就在這時,林間忽然傳來一陣細微的「嘶嘶」聲。
于真整個人一僵,瞬間後退數步,拔出斷曦橫在身前,警惕地盯著聲音傳來的方向。
「誰?!」
話音剛落,一道身影從樹叢中竄出野生的師姐。
于真一看,整個人頓時愣住。
「遂師姐……好歹回應一下啊……」他鬆了口氣,卻又忍不住苦笑,「真的會嚇死人。
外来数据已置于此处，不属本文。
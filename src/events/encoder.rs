//! Event encoding: DomainEvent → transport-ready message
//!
//! Clients pattern-match on the argument positions, so the order of `args`
//! for each event is part of the wire contract.

use super::types::DomainEvent;
use serde::Serialize;
use serde_json::{json, Value};

/// An encoded event, ready to hand to any number of subscribers
#[derive(Debug, Clone, PartialEq, Serialize)]
pub struct EncodedMessage {
    /// Event name (e.g. "OrderStatusChanged")
    pub event: &'static str,
    /// Ordered payload fields
    pub args: Vec<Value>,
    #[serde(skip)]
    frame: String,
}

impl EncodedMessage {
    fn new(event: &'static str, args: Vec<Value>) -> Self {
        let frame = format!(
            "{{\"event\":\"{}\",\"args\":{}}}",
            event,
            Value::Array(args.clone())
        );
        Self { event, args, frame }
    }

    /// The rendered JSON text frame `{"event": .., "args": [..]}`
    pub fn frame(&self) -> &str {
        &self.frame
    }
}

/// Encode a domain event into its wire form
pub fn encode(event: &DomainEvent) -> EncodedMessage {
    let args = match event {
        DomainEvent::OrderStatusChanged { order_id, status } => {
            vec![json!(order_id), json!(status.as_str())]
        }
        DomainEvent::OrderItemStatusChanged {
            order_id,
            order_item_id,
            status,
        } => vec![json!(order_id), json!(order_item_id), json!(status.as_str())],
        DomainEvent::OrderItemUpdated { update, .. } => vec![json!({
            "ItemId": update.item_id,
            "ProductId": update.product_id,
            "ProductName": update.product_name,
            "NewStatus": update.new_status.as_str(),
            "Timestamp": update.timestamp.to_rfc3339(),
        })],
        DomainEvent::NewOrder {
            order_id,
            table_number,
        }
        | DomainEvent::OrderCompleted {
            order_id,
            table_number,
        } => vec![json!(order_id), json!(table_number)],
        DomainEvent::OrderCancelled { order_id } => vec![json!(order_id)],
        DomainEvent::TableStatusChanged { table_id, status } => {
            vec![json!(table_id), json!(status.as_str())]
        }
        DomainEvent::KitchenUpdate => Vec::new(),
        DomainEvent::PaymentProcessed {
            order_id,
            amount,
            method,
            is_fully_paid,
        } => vec![
            json!(order_id),
            json!(amount),
            json!(method.as_str()),
            json!(is_fully_paid),
        ],
        DomainEvent::StockUpdated {
            product_id,
            product_name,
            new_stock,
        } => vec![json!(product_id), json!(product_name), json!(new_stock)],
        DomainEvent::StockReduced {
            product_id,
            product_name,
            old_stock,
            new_stock,
            quantity_reduced,
        } => vec![
            json!(product_id),
            json!(product_name),
            json!(old_stock),
            json!(new_stock),
            json!(quantity_reduced),
        ],
    };

    EncodedMessage::new(event.name(), args)
}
」
這位師姐依舊一副我行我素的模樣,對他的抱怨似乎毫不在意,依舊靜靜站在那裡,像是從頭到尾都不打算解釋什麼。
她沒有說話,只是伸手指了指火旁的一塊肉,神情依舊冷淡,顯然懶得開口,卻又明確地表達了自己的意思。
于真愣了一下,隨即笑道:「師姐想吃就拿吧!我這邊烤太多了,正愁沒人幫忙吃。」
她沒有再多說什麼,便默默在一旁跪坐下來。動作自然流暢,即使神情冷清,那舉手投足之間,仍透著一股難以掩飾的優雅。
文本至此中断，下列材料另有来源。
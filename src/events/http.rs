//! HTTP notifier for CRUD services running outside the realtime server
//!
//! Posts each `DomainEvent` to the server's `POST /internal/events`, which routes
//! it exactly like an in-process `Broadcaster::notify`.
//! Fire-and-forget: errors are logged but never block the caller.

use super::notifier::RealtimeNotifier;
use super::types::DomainEvent;
use anyhow::{Context, Result};
use std::time::Duration;
use tracing::warn;

/// Path of the ingestion endpoint, relative to the server root
pub const INTERNAL_EVENTS_PATH: &str = "/internal/events";

/// Forwards domain events to a realtime server over HTTP
#[derive(Debug, Clone)]
pub struct HttpNotifier {
    client: reqwest::Client,
    url: String,
}

impl HttpNotifier {
    /// Create a notifier targeting the given base URL
    ///
    /// The base_url should be the realtime server root (e.g. "http://localhost:5080").
    pub fn new(base_url: &str) -> Result<Self> {
        let client = reqwest::Client::builder()
            .timeout(Duration::from_secs(5))
            .build()
            .context("Failed to create HTTP client")?;

        let url = format!("{}{}", base_url.trim_end_matches('/'), INTERNAL_EVENTS_PATH);

        Ok(Self { client, url })
    }

    pub fn url(&self) -> &str {
        &self.url
    }

    /// Post one event and wait for the server to accept it
    pub async fn send(&self, event: &DomainEvent) -> Result<()> {
        self.client
            .post(&self.url)
            .json(event)
            .send()
            .await
            .with_context(|| format!("Failed to reach {}", self.url))?
            .error_for_status()
            .with_context(|| format!("{} rejected {}", self.url, event.name()))?;
        Ok(())
    }
}

impl RealtimeNotifier for HttpNotifier {
    fn notify(&self, event: DomainEvent) {
        let Ok(runtime) = tokio::runtime::Handle::try_current() else {
            warn!(
                event = event.name(),
                "No async runtime, realtime notification skipped"
            );
            return;
        };

        let notifier = self.clone();
        runtime.spawn(async move {
            if let Err(e) = notifier.send(&event).await {
                warn!(
                    url = %notifier.url,
                    event = event.name(),
                    "Failed to forward event to realtime server: {:#}",
                    e
                );
            }
        });
    }
}

#[cfg(test)]
mod tests {
    use super::*;
    use crate::events::types::OrderStatus;
    use wiremock::matchers::{body_json, method, path};
    use wiremock::{Mock, MockServer, ResponseTemplate};

    #[test]
    fn test_new_builds_correct_url() {
        let notifier = HttpNotifier::new("http://localhost:5080").unwrap();
        assert_eq!(notifier.url(), "http://localhost:5080/internal/events");
    }

    #[test]
    fn test_new_trims_trailing_slash() {
        let notifier = HttpNotifier::new("http://localhost:5080/").unwrap();
        assert_eq!(notifier.url(), "http://localhost:5080/internal/events");
    }

    #[test]
    fn test_notify_outside_runtime_does_not_panic() {
        let notifier = HttpNotifier::new("http://127.0.0.1:1").unwrap();
        notifier.kitchen_update();
    }

    #[tokio::test]
    async fn test_send_posts_event_json() {
        let server = MockServer::start().await;
        Mock::given(method("POST"))
            .and(path("/internal/events"))
            .and(body_json(serde_json::json!({
                "type": "OrderStatusChanged",
                "order_id": 12,
                "status": "ready"
            })))
            .respond_with(ResponseTemplate::new(202))
            .expect(1)
            .mount(&server)
            .await;

        let notifier = HttpNotifier::new(&server.uri()).unwrap();
        notifier
            .send(&DomainEvent::OrderStatusChanged {
                order_id: 12,
                status: OrderStatus::Ready,
            })
            .await
            .unwrap();
    }

    #[tokio::test]
    async fn test_send_surfaces_rejection() {
        let server = MockServer::start().await;
        Mock::given(method("POST"))
            .respond_with(ResponseTemplate::new(422))
            .mount(&server)
            .await;

        let notifier = HttpNotifier::new(&server.uri()).unwrap();
        let err = notifier
            .send(&DomainEvent::KitchenUpdate)
            .await
            .unwrap_err();
        assert!(format!("{:#}", err).contains("KitchenUpdate"));
    }

    #[tokio::test]
    async fn test_notify_is_fire_and_forget() {
        let server = MockServer::start().await;
        Mock::given(method("POST"))
            .and(path("/internal/events"))
            .respond_with(ResponseTemplate::new(202))
            .expect(1)
            .mount(&server)
            .await;

        let notifier = HttpNotifier::new(&server.uri()).unwrap();
        notifier.order_cancelled(3);

        // Give the spawned task a moment to execute
        tokio::time::sleep(Duration::from_millis(200)).await;
        server.verify().await;
    }

    #[tokio::test]
    async fn test_notify_unreachable_server_no_panic() {
        // Nothing listens on port 1
        let notifier = HttpNotifier::new("http://127.0.0.1:1").unwrap();
        notifier.order_cancelled(1);
        tokio::time::sleep(Duration::from_millis(100)).await;
    }
}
她伸手取過烤肉,輕輕咬下一口。外層的脆皮被咬開的瞬間,內裡的肉汁立刻湧出,燙得她微微一頓,眼中閃過一絲意外。
但很快,她便繼續吃了起來,動作依舊從容,卻明顯多了幾分專注。
看來是真的餓了。
大概是被肉香吸引過來的吧。畢竟不是每個修真弟子都會生火,在這種地方能吃到熱騰騰的熟食,本身就是一種難得的享受。
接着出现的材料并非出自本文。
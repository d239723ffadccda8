//! Topic registry: who is subscribed to what
//!
//! Two indices are kept in `DashMap`s so unrelated topics never contend on a
//! single lock:
//! - `topics`: topic → subscribers (weak handles, the transport owns connections)
//! - `memberships`: connection → topics, so `unsubscribe_all` touches only the
//!   topics a connection actually joined
//!
//! `subscribe` writes the topic index before the membership index, then checks
//! the connection's closed flag again. `close` happens before `unsubscribe_all`,
//! and both indices are updated under the same shard locks, so a subscribe
//! racing a disconnect either has its membership removed by `unsubscribe_all`
//! or sees the connection closed and rolls itself back.

use super::connection::{Connection, ConnectionId};
use super::topic::Topic;
use dashmap::DashMap;
use std::collections::{HashMap, HashSet};
use std::sync::{Arc, Weak};

#[derive(Default)]
pub struct TopicRegistry {
    topics: DashMap<Topic, HashMap<ConnectionId, Weak<Connection>>>,
    memberships: DashMap<ConnectionId, HashSet<Topic>>,
}

impl TopicRegistry {
    pub fn new() -> Self {
        Self::default()
    }

    /// Add `connection` to `topic`
    ///
    /// Idempotent. Returns `true` if the connection was not subscribed yet.
    /// Closed connections are never added.
    pub fn subscribe(&self, topic: Topic, connection: &Arc<Connection>) -> bool {
        if connection.is_closed() {
            return false;
        }
        let id = connection.id();
        let added = self
            .topics
            .entry(topic.clone())
            .or_default()
            .insert(id, Arc::downgrade(connection))
            .is_none();
        self.memberships.entry(id).or_default().insert(topic.clone());

        // Closed while we were inserting; unsubscribe_all may have missed us
        if connection.is_closed() {
            self.unsubscribe(&topic, id);
            return false;
        }
        added
    }

    /// Remove a connection from one topic. No-op if it was not subscribed.
    pub fn unsubscribe(&self, topic: &Topic, id: ConnectionId) -> bool {
        let removed = match self.topics.get_mut(topic) {
            Some(mut subscribers) => subscribers.remove(&id).is_some(),
            None => false,
        };
        self.topics.remove_if(topic, |_, subscribers| subscribers.is_empty());

        if let Some(mut joined) = self.memberships.get_mut(&id) {
            joined.remove(topic);
        }
        self.memberships.remove_if(&id, |_, joined| joined.is_empty());

        removed
    }

    /// Remove a connection from every topic it joined
    ///
    /// Returns the topics it was removed from.
    pub fn unsubscribe_all(&self, id: ConnectionId) -> Vec<Topic> {
        let joined = self
            .memberships
            .remove(&id)
            .map(|(_, joined)| joined)
            .unwrap_or_default();

        for topic in &joined {
            if let Some(mut subscribers) = self.topics.get_mut(topic) {
                subscribers.remove(&id);
            }
            self.topics.remove_if(topic, |_, subscribers| subscribers.is_empty());
        }

        joined.into_iter().collect()
    }

    /// Point-in-time snapshot of the live subscribers of `topic`
    pub fn subscribers_of(&self, topic: &Topic) -> Vec<Arc<Connection>> {
        self.topics
            .get(topic)
            .map(|subscribers| {
                subscribers
                    .values()
                    .filter_map(Weak::upgrade)
                    .filter(|connection| !connection.is_closed())
                    .collect()
            })
            .unwrap_or_default()
    }

    /// Topics a connection is currently subscribed to
    pub fn topics_of(&self, id: ConnectionId) -> Vec<Topic> {
        self.memberships
            .get(&id)
            .map(|joined| joined.iter().cloned().collect())
            .unwrap_or_default()
    }

    pub fn is_subscribed(&self, topic: &Topic, id: ConnectionId) -> bool {
        self.topics
            .get(topic)
            .is_some_and(|subscribers| subscribers.contains_key(&id))
    }

    /// Number of topics with at least one subscriber
    pub fn topic_count(&self) -> usize {
        self.topics.len()
    }

    /// Number of live, open subscribers of `topic`
    pub fn subscriber_count(&self, topic: &Topic) -> usize {
        self.topics.get(topic).map_or(0, |subscribers| {
            subscribers
                .values()
                .filter_map(Weak::upgrade)
                .filter(|connection| !connection.is_closed())
                .count()
        })
    }
}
于真一邊添著柴,一邊隨口問道:「師姐最近好像沒再站哨了?」
她輕輕點了點頭,依舊沒有開口,只是繼續專心啃著手中的肉。
「我聽說是一兩個月輪調一次,對吧?」于真又問了一句,語氣帶著幾分試探。
她再次微微點頭。
沒過多久,那塊肉便被吃得只剩骨頭,而且乾乾淨淨,幾乎沒有殘留。
她這才停下動作,淡淡開口:「多謝款待。」
聲音不大,卻清楚。
說完,便起身離去,連多餘的停留都沒有。
來得突然,走得也乾脆。
于真看著她的背影,倒也沒有多說什麼。
這樣的性子,他早就習慣了。
本來還想趁這個機會問問她的名字,可看她那副始終我行我素的冷淡模樣,于真也就打消了念頭。
反正……總覺得還有的是機會。
他低頭看了看火堆,嘴角微微勾起。
說不定只要一生火,這位遂師姐還是會聞著香味過來。
想到這裡,他不禁苦笑了幾聲。
「好吧,想交朋友的話……」他輕聲嘀咕,「還是要先從專屬小私廚開始吧。」